PALO ALTO, Calif. -- A family that traveled from Hawaii to the Bay Area to get surgery for their son's brain tumor had their belongings stolen from their car. Among the things taken were items of medical and sentimental value. It's a story you'll see only on ABC7 News.

Fourteen year old Kaikea Ahuna, his parents, and two brothers live on the Hawaiian island of Kauai. They're here in Palo Alto at Lucile Packard Children's Hospital Stanford because Kaikea has a brain tumor and will have to undergo a challenging and difficult surgery.

"It's very deep up in the skull base, so it's in an area that is surrounded by a minefield," said neurosurgeon Gerald Grant.

Last Friday, the family parked their car at the wharf near Pier 39 across the street from the Aquarium of the Bay. They were gone half an hour. That was all it took for thieves to break into their car and take their bags from the trunk.

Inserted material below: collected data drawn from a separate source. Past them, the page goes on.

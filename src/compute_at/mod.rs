//! ComputeAt
//!
//! `compute_at(producer, consumer, pos)` ties the producer's outer loops to
//! the consumer's: the producer's domain is replayed to structurally match
//! the consumer's first `pos` axes, the relation is recorded on the tensor
//! view, and the constraint propagates to every intermediate tensor on any
//! dataflow path between the two. Consumers of the producer that are not on
//! such a path (siblings) are pulled into the same shared loops, and a
//! lowest common descendant, when one exists, receives the tightest
//! constraint.
//!
//! Rejections (`InvalidComputeAt`) come from the root-domain map: a
//! consumer axis inside the requested position that cannot be mapped to the
//! producer without recomputation (typically across a reduction or an
//! unresolvable broadcast).

mod map;

pub use map::ComputeAtMap;

use std::collections::{HashMap, HashSet};

use thiserror::Error;
use tracing::trace;

use crate::domain::{apply_replay_to_tv, replay_producer_as_consumer};
use crate::ir::{ComputeAtLink, Fusion, ValId};
use crate::root_map::{root_map_c2p, ComputeAtRootDomainMap, MappingError};

/// Errors raised by computeAt.
#[derive(Error, Debug, Clone, PartialEq, Eq)]
pub enum ComputeAtError {
    /// Position outside `[0, consumer rank]`
    #[error("computeAt position {pos} outside [0, {rank}]")]
    InvalidPosition { pos: isize, rank: usize },

    /// Producer does not reach the consumer through any expression path
    #[error("{producer} is not a producer of {consumer}")]
    NotADependency { producer: ValId, consumer: ValId },

    /// The requested position cannot be mapped between the two tensors
    #[error("cannot computeAt {producer} into {consumer} at position {pos}: axis {failed_axis} has no mapping")]
    Unmappable { producer: ValId, consumer: ValId, pos: usize, failed_axis: usize },

    /// Root-domain mapping failure
    #[error(transparent)]
    Mapping(#[from] MappingError),
}

/// Record that `producer`'s first `pos` current-domain axes are shared
/// loops with `consumer`'s first `pos`, propagating the constraint through
/// intermediates and sibling consumers. Negative `pos` wraps (`-1` means
/// the consumer's full rank).
pub fn compute_at(
    fusion: &mut Fusion,
    producer: ValId,
    consumer: ValId,
    pos: isize,
) -> Result<(), ComputeAtError> {
    let rank = fusion.tv_n_dims(consumer);
    let norm_pos = if pos < 0 { pos + rank as isize + 1 } else { pos };
    if norm_pos < 0 || norm_pos > rank as isize {
        return Err(ComputeAtError::InvalidPosition { pos, rank });
    }
    let norm_pos = norm_pos as usize;

    if !fusion.is_dependency_of(producer, consumer) {
        return Err(ComputeAtError::NotADependency { producer, consumer });
    }

    // The equivalence analysis validates every replay below; building it
    // once up front also surfaces graph-level contradictions early.
    let root_map = ComputeAtRootDomainMap::build(fusion);

    // Propagation replays domains as it walks; run it on a copy so a
    // rejection leaves the caller's IR untouched.
    let mut trial = fusion.deep_copy();
    let mut positions: HashMap<ValId, usize> = HashMap::new();
    positions.insert(consumer, norm_pos);
    propagate_chains(&mut trial, &root_map, producer, consumer, &mut positions, true)?;
    *fusion = trial;
    Ok(())
}

/// Propagate computeAt positions backward along every dependency chain from
/// `producer` to `consumer`. `positions[consumer]` must be seeded.
fn propagate_chains(
    fusion: &mut Fusion,
    root_map: &ComputeAtRootDomainMap,
    producer: ValId,
    consumer: ValId,
    positions: &mut HashMap<ValId, usize>,
    allow_siblings: bool,
) -> Result<(), ComputeAtError> {
    let chains = fusion.dependency_chains(producer, consumer);
    let chain_tvs: HashSet<ValId> = chains.iter().flatten().copied().collect();

    for chain in &chains {
        for k in (0..chain.len() - 1).rev() {
            let tv = chain[k];
            let succ = chain[k + 1];
            if !fusion.val(tv).is_tensor_view() || !fusion.val(succ).is_tensor_view() {
                continue;
            }
            let succ_pos = positions.get(&succ).copied().unwrap_or(0);
            let tv_pos = bind_pair(fusion, root_map, tv, succ, succ_pos)?;
            let entry = positions.entry(tv).or_insert(0);
            *entry = (*entry).max(tv_pos);
            trace!(tv = %tv, succ = %succ, pos = tv_pos, "computeAt propagated");
        }
    }

    if !allow_siblings {
        return Ok(());
    }

    // Pull consumers of chain tensors that do not lead to the anchor into
    // the shared loops as well.
    let chain_list: Vec<ValId> = chain_tvs
        .iter()
        .copied()
        .filter(|&tv| fusion.val(tv).is_tensor_view() && tv != consumer)
        .collect();
    for tv in chain_list {
        let tv_pos = positions.get(&tv).copied().unwrap_or(0);
        if tv_pos == 0 {
            continue;
        }
        let uses = fusion.val(tv).uses().to_vec();
        for use_expr in uses {
            if fusion.expr(use_expr).is_domain_transform() {
                continue;
            }
            let outs = fusion.expr(use_expr).outputs().to_vec();
            for sibling in outs {
                if chain_tvs.contains(&sibling) || !fusion.val(sibling).is_tensor_view() {
                    continue;
                }
                if let Some(common) = lowest_common_descendant(fusion, sibling, consumer) {
                    // Lowest shared descendant receives the tightest
                    // constraint and propagation re-runs up to it.
                    let entry = positions.entry(common).or_insert(0);
                    *entry = (*entry).max(tv_pos.min(fusion.tv_n_dims(common)));
                    propagate_chains(fusion, root_map, tv, common, positions, false)?;
                } else {
                    // No rejoin point: structure the sibling against its
                    // producer so they share the outer loops.
                    let sib_pos = bind_pair(fusion, root_map, sibling, tv, tv_pos)?;
                    let entry = positions.entry(sibling).or_insert(0);
                    *entry = (*entry).max(sib_pos);
                }
            }
        }
    }
    Ok(())
}

/// Replay `tv` to match `target`'s first `target_pos` axes and record the
/// computeAt relation on `tv`. Returns `tv`'s own shared-prefix length.
///
/// The root pairing goes through the whole-graph equivalence map, so a
/// target axis whose mapping would cross a reduction stays unmapped here
/// and surfaces as `Unmappable` when it falls inside `target_pos`.
fn bind_pair(
    fusion: &mut Fusion,
    root_map: &ComputeAtRootDomainMap,
    tv: ValId,
    target: ValId,
    target_pos: usize,
) -> Result<usize, ComputeAtError> {
    let existing = fusion.tv_compute_at(tv);
    let target_td = fusion.tensor_view(target).domain;
    let tv_td = fusion.tensor_view(tv).domain;
    let target_root = fusion.tv_root(target);
    let mut c2p_root: std::collections::HashMap<ValId, ValId> = std::collections::HashMap::new();
    for &c_id in &target_root {
        if let Ok(m) = root_map.map_consumer_to_producer(fusion, target_td, tv_td, &[c_id]) {
            c2p_root.extend(m);
        }
    }
    // Pairs connected only structurally (e.g. siblings before the map saw
    // their schedule) fall back to positional alignment.
    if c2p_root.is_empty() {
        c2p_root = root_map_c2p(fusion, target, tv);
    }
    let result = replay_producer_as_consumer(fusion, &c2p_root, tv, target, target_pos);
    if result.covered_consumer < target_pos {
        return Err(ComputeAtError::Unmappable {
            producer: tv,
            consumer: target,
            pos: target_pos,
            failed_axis: result.covered_consumer,
        });
    }

    // Monotonic: never pull a tensor back out of a shared loop.
    let keep_existing = existing.is_some_and(|link| link.pos > result.producer_pos);
    if !keep_existing {
        apply_replay_to_tv(fusion, tv, result.domain.clone());
        let view = fusion.tensor_view_mut(tv);
        view.compute_at = Some(ComputeAtLink { consumer: target, pos: result.producer_pos });
        view.this_compute_at_pos = view.this_compute_at_pos.max(result.producer_pos);
    }
    // The target shares those loops too.
    let target_view = fusion.tensor_view_mut(target);
    target_view.this_compute_at_pos = target_view.this_compute_at_pos.max(result.covered_consumer);

    Ok(fusion.produced_at(tv))
}

/// The earliest tensor (in registration order) that both `a` and `b` reach.
fn lowest_common_descendant(fusion: &Fusion, a: ValId, b: ValId) -> Option<ValId> {
    fusion
        .vals()
        .find(|&v| {
            fusion.val(v).is_tensor_view()
                && fusion.is_dependency_of(a, v)
                && fusion.is_dependency_of(b, v)
        })
}

#[cfg(test)]
mod tests {
    use super::*;
    use crate::types::DataType;

    #[test]
    fn test_compute_at_simple_chain() {
        let mut fusion = Fusion::new();
        let tv0 = fusion.new_contiguous_tensor(DataType::Float, &[16, 8]);
        let half = fusion.new_float(0.5);
        let tv1 = fusion.mul(tv0, half);
        let two = fusion.new_float(2.0);
        let tv2 = fusion.mul(tv1, two);
        fusion.add_input(tv0);
        fusion.add_output(tv2);

        compute_at(&mut fusion, tv1, tv2, 1).expect("valid computeAt");
        assert_eq!(fusion.produced_at(tv1), 1);
        let link = fusion.tv_compute_at(tv1).expect("link recorded");
        assert_eq!(link.consumer, tv2);
        assert_eq!(link.pos, 1);
        // The consumer shares the loop.
        assert_eq!(fusion.produced_at(tv2), 1);
    }

    #[test]
    fn test_compute_at_position_validation() {
        let mut fusion = Fusion::new();
        let tv0 = fusion.new_contiguous_tensor(DataType::Float, &[16, 8]);
        let one = fusion.new_float(1.0);
        let tv1 = fusion.add(tv0, one);
        fusion.add_input(tv0);
        fusion.add_output(tv1);

        assert!(matches!(
            compute_at(&mut fusion, tv0, tv1, 3),
            Err(ComputeAtError::InvalidPosition { .. })
        ));
        // -1 wraps to the full rank.
        compute_at(&mut fusion, tv0, tv1, -1).expect("full-depth computeAt");
        assert_eq!(fusion.produced_at(tv0), 2);
    }

    #[test]
    fn test_compute_at_rejects_non_dependency() {
        let mut fusion = Fusion::new();
        let tv0 = fusion.new_contiguous_tensor(DataType::Float, &[8]);
        let tv1 = fusion.new_contiguous_tensor(DataType::Float, &[8]);
        let one = fusion.new_float(1.0);
        let tv2 = fusion.add(tv1, one);
        fusion.add_output(tv2);
        assert!(matches!(
            compute_at(&mut fusion, tv0, tv2, 1),
            Err(ComputeAtError::NotADependency { .. })
        ));
    }

    #[test]
    fn test_double_consumer_pulls_sibling() {
        // tv1 = tv0 * 0.5; tv2 = tv1 * -1; tv3 = tv1 * -2
        // tv1.computeAt(tv3, 1) must pull tv2 into the shared loop.
        let mut fusion = Fusion::new();
        let tv0 = fusion.new_contiguous_tensor(DataType::Float, &[16]);
        let half = fusion.new_float(0.5);
        let tv1 = fusion.mul(tv0, half);
        let neg1 = fusion.new_float(-1.0);
        let tv2 = fusion.mul(tv1, neg1);
        let neg2 = fusion.new_float(-2.0);
        let tv3 = fusion.mul(tv1, neg2);
        fusion.add_input(tv0);
        fusion.add_output(tv2);
        fusion.add_output(tv3);

        compute_at(&mut fusion, tv1, tv3, 1).expect("valid computeAt");
        assert_eq!(fusion.produced_at(tv1), 1);
        assert_eq!(fusion.produced_at(tv3), 1);
        // The sibling consumer is in the shared loop as well.
        assert_eq!(fusion.produced_at(tv2), 1);
    }

    #[test]
    fn test_compute_at_monotonic() {
        let mut fusion = Fusion::new();
        let tv0 = fusion.new_contiguous_tensor(DataType::Float, &[16, 8]);
        let one = fusion.new_float(1.0);
        let tv1 = fusion.add(tv0, one);
        let two = fusion.new_float(2.0);
        let tv2 = fusion.add(tv1, two);
        fusion.add_input(tv0);
        fusion.add_output(tv2);

        compute_at(&mut fusion, tv1, tv2, 2).expect("deep computeAt");
        assert_eq!(fusion.produced_at(tv1), 2);
        // A later, looser call does not pull the tensor back out.
        compute_at(&mut fusion, tv1, tv2, 1).expect("looser computeAt");
        assert_eq!(fusion.produced_at(tv1), 2);
    }

    #[test]
    fn test_reduction_blocks_full_depth_compute_at() {
        // x -> max over axis 1 -> broadcast back -> subtract: computing the
        // input fully inline would recompute through the reduction.
        let mut fusion = Fusion::new();
        let x = fusion.new_contiguous_tensor(DataType::Float, &[4, 8]);
        let mx = fusion.max_reduce(x, &[1]);
        let bc = fusion.broadcast(mx, &[false, true]);
        let out = fusion.sub(x, bc);
        fusion.add_input(x);
        fusion.add_output(out);

        let err = compute_at(&mut fusion, x, out, -1);
        assert!(matches!(err, Err(ComputeAtError::Unmappable { .. })));

        // Position 1 only shares the outer loop and is fine.
        let mut fusion2 = Fusion::new();
        let x = fusion2.new_contiguous_tensor(DataType::Float, &[4, 8]);
        let mx = fusion2.max_reduce(x, &[1]);
        let bc = fusion2.broadcast(mx, &[false, true]);
        let out = fusion2.sub(x, bc);
        fusion2.add_input(x);
        fusion2.add_output(out);
        compute_at(&mut fusion2, x, out, 1).expect("outer-loop computeAt");
        assert_eq!(fusion2.produced_at(x), 1);
    }
}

Camera equipment, electronics, and a suitcase with Kaikea's hospital items were gone. But most important to his mom Kanoe Ahuna, the get-well cards from family and friends were taken.

"I was really saving them for him to read to him while he was in the hospital during recovery," she said. "And those are the kinds of things that can't be replaced."

It was a rude San Francisco aloha for the Ahuna family. Back home in their small town on Kauai, this would never happen.

"I leave my car at the airport and we don't ever lock the doors," said the teen's father Dan Ahuna. "I sometimes leave my keys in the car."

But the most important thing on Kaikea's mind is the surgery, which he hopes will help him do the things he wants to do, like sing and continue to do competitive hula dancing and play volleyball.

And he has a positive attitude about his brain tumor.

"I feel like it's made me more stronger because now I can more understand myself and connect better, yeah," he said.

His other first name, by the way, is Rocket. Through this ordeal, he and his family are keeping "Rocket Strong."